• _YOUR TASK_
Reprint all entries without any alteration.

• _DATASET_
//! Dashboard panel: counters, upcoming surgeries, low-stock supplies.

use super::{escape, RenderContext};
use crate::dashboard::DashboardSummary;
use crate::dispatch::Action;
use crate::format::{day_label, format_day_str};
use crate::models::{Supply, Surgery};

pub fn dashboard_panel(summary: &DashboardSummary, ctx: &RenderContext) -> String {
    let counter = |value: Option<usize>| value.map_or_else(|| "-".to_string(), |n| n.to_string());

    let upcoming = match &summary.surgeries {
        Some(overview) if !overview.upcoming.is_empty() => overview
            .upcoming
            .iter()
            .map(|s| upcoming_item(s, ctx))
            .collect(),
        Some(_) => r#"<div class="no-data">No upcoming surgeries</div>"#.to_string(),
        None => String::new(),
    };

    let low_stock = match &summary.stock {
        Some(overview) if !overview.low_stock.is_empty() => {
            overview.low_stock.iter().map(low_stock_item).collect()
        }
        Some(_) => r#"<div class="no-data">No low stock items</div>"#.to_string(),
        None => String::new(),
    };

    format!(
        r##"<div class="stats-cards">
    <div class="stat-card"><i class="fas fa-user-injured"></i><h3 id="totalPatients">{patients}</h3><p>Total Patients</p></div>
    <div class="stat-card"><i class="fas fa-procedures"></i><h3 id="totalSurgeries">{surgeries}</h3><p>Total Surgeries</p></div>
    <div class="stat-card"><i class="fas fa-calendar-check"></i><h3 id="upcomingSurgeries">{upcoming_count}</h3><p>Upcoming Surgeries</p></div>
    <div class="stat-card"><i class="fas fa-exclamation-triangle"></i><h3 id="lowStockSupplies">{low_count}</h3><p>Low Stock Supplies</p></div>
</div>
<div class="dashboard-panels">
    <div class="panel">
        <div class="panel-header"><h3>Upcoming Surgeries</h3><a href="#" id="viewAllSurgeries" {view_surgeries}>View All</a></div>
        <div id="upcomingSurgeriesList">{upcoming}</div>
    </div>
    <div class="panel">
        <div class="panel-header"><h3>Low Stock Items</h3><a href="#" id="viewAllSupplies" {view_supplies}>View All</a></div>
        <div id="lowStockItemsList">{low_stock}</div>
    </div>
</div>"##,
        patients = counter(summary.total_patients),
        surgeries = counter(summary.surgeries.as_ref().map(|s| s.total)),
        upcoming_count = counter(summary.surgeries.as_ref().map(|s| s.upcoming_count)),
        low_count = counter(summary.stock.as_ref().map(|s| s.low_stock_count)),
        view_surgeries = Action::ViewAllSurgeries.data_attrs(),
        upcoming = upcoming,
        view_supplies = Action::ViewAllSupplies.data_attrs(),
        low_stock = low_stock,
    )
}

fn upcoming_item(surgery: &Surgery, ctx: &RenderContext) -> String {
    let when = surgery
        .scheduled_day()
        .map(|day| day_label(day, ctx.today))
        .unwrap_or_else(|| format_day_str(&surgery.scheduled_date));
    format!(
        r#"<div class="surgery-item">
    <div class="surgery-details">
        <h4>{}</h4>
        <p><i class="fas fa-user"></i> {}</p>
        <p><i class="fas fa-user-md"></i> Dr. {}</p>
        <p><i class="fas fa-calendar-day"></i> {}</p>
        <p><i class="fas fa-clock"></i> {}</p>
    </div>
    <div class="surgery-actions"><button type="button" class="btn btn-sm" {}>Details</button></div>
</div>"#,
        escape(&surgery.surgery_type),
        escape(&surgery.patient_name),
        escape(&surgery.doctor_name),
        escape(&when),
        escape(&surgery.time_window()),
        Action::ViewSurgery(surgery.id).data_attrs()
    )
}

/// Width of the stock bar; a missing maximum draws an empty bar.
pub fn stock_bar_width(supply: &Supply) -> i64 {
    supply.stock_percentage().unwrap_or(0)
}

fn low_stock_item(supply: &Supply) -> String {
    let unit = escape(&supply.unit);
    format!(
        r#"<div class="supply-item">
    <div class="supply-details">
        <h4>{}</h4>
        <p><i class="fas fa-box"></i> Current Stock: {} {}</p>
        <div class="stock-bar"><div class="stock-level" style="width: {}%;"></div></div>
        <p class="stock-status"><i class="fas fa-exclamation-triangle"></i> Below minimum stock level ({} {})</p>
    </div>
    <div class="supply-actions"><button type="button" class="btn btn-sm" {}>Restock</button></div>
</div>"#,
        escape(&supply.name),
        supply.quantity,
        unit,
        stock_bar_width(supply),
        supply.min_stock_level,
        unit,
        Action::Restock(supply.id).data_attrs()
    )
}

• _ANSWER TO THIS EXERCISE_
//! Dashboard panel: counters, upcoming surgeries, low-stock supplies.

use super::{escape, RenderContext};
use crate::dashboard::DashboardSummary;
use crate::dispatch::Action;
use crate::format::{day_label, format_day_str};
use crate::models::{Supply, Surgery};

pub fn dashboard_panel(summary: &DashboardSummary, ctx: &RenderContext) -> String {
    let counter = |value: Option<usize>| value.map_or_else(|| "-".to_string(), |n| n.to_string());

    let upcoming = match &summary.surgeries {
        Some(overview) if !overview.upcoming.is_empty() => overview
            .upcoming
            .iter()
            .map(|s| upcoming_item(s, ctx))
            .collect(),
        Some(_) => r#"<div class="no-data">No upcoming surgeries</div>"#.to_string(),
        None => String::new(),
    };

    let low_stock = match &summary.stock {
        Some(overview) if !overview.low_stock.is_empty() => {
            overview.low_stock.iter().map(low_stock_item).collect()
        }
        Some(_) => r#"<div class="no-data">No low stock items</div>"#.to_string(),
        None => String::new(),
    };

    format!(
        r##"<div class="stats-cards">
    <div class="stat-card"><i class="fas fa-user-injured"></i><h3 id="totalPatients">{patients}</h3><p>Total Patients</p></div>
    <div class="stat-card"><i class="fas fa-procedures"></i><h3 id="totalSurgeries">{surgeries}</h3><p>Total Surgeries</p></div>
    <div class="stat-card"><i class="fas fa-calendar-check"></i><h3 id="upcomingSurgeries">{upcoming_count}</h3><p>Upcoming Surgeries</p></div>
    <div class="stat-card"><i class="fas fa-exclamation-triangle"></i><h3 id="lowStockSupplies">{low_count}</h3><p>Low Stock Supplies</p></div>
</div>
<div class="dashboard-panels">
    <div class="panel">
        <div class="panel-header"><h3>Upcoming Surgeries</h3><a href="#" id="viewAllSurgeries" {view_surgeries}>View All</a></div>
        <div id="upcomingSurgeriesList">{upcoming}</div>
    </div>
    <div class="panel">
        <div class="panel-header"><h3>Low Stock Items</h3><a href="#" id="viewAllSupplies" {view_supplies}>View All</a></div>
        <div id="lowStockItemsList">{low_stock}</div>
    </div>
</div>"##,
        patients = counter(summary.total_patients),
        surgeries = counter(summary.surgeries.as_ref().map(|s| s.total)),
        upcoming_count = counter(summary.surgeries.as_ref().map(|s| s.upcoming_count)),
        low_count = counter(summary.stock.as_ref().map(|s| s.low_stock_count)),
        view_surgeries = Action::ViewAllSurgeries.data_attrs(),
        upcoming = upcoming,
        view_supplies = Action::ViewAllSupplies.data_attrs(),
        low_stock = low_stock,
    )
}

fn upcoming_item(surgery: &Surgery, ctx: &RenderContext) -> String {
    let when = surgery
        .scheduled_day()
        .map(|day| day_label(day, ctx.today))
        .unwrap_or_else(|| format_day_str(&surgery.scheduled_date));
    format!(
        r#"<div class="surgery-item">
    <div class="surgery-details">
        <h4>{}</h4>
        <p><i class="fas fa-user"></i> {}</p>
        <p><i class="fas fa-user-md"></i> Dr. {}</p>
        <p><i class="fas fa-calendar-day"></i> {}</p>
        <p><i class="fas fa-clock"></i> {}</p>
    </div>
    <div class="surgery-actions"><button type="button" class="btn btn-sm" {}>Details</button></div>
</div>"#,
        escape(&surgery.surgery_type),
        escape(&surgery.patient_name),
        escape(&surgery.doctor_name),
        escape(&when),
        escape(&surgery.time_window()),
        Action::ViewSurgery(surgery.id).data_attrs()
    )
}

/// Width of the stock bar; a missing maximum draws an empty bar.
pub fn stock_bar_width(supply: &Supply) -> i64 {
    supply.stock_percentage().unwrap_or(0)
}

fn low_stock_item(supply: &Supply) -> String {
    let unit = escape(&supply.unit);
    format!(
        r#"<div class="supply-item">
    <div class="supply-details">
        <h4>{}</h4>
        <p><i class="fas fa-box"></i> Current Stock: {} {}</p>
        <div class="stock-bar"><div class="stock-level" style="width: {}%;"></div></div>
        <p class="stock-status"><i class="fas fa-exclamation-triangle"></i> Below minimum stock level ({} {})</p>
    </div>
    <div class="supply-actions"><button type="button" class="btn btn-sm" {}>Restock</button></div>
</div>"#,
        escape(&supply.name),
        supply.quantity,
        unit,
        stock_bar_width(supply),
        supply.min_stock_level,
        unit,
        Action::Restock(supply.id).data_attrs()
    )
}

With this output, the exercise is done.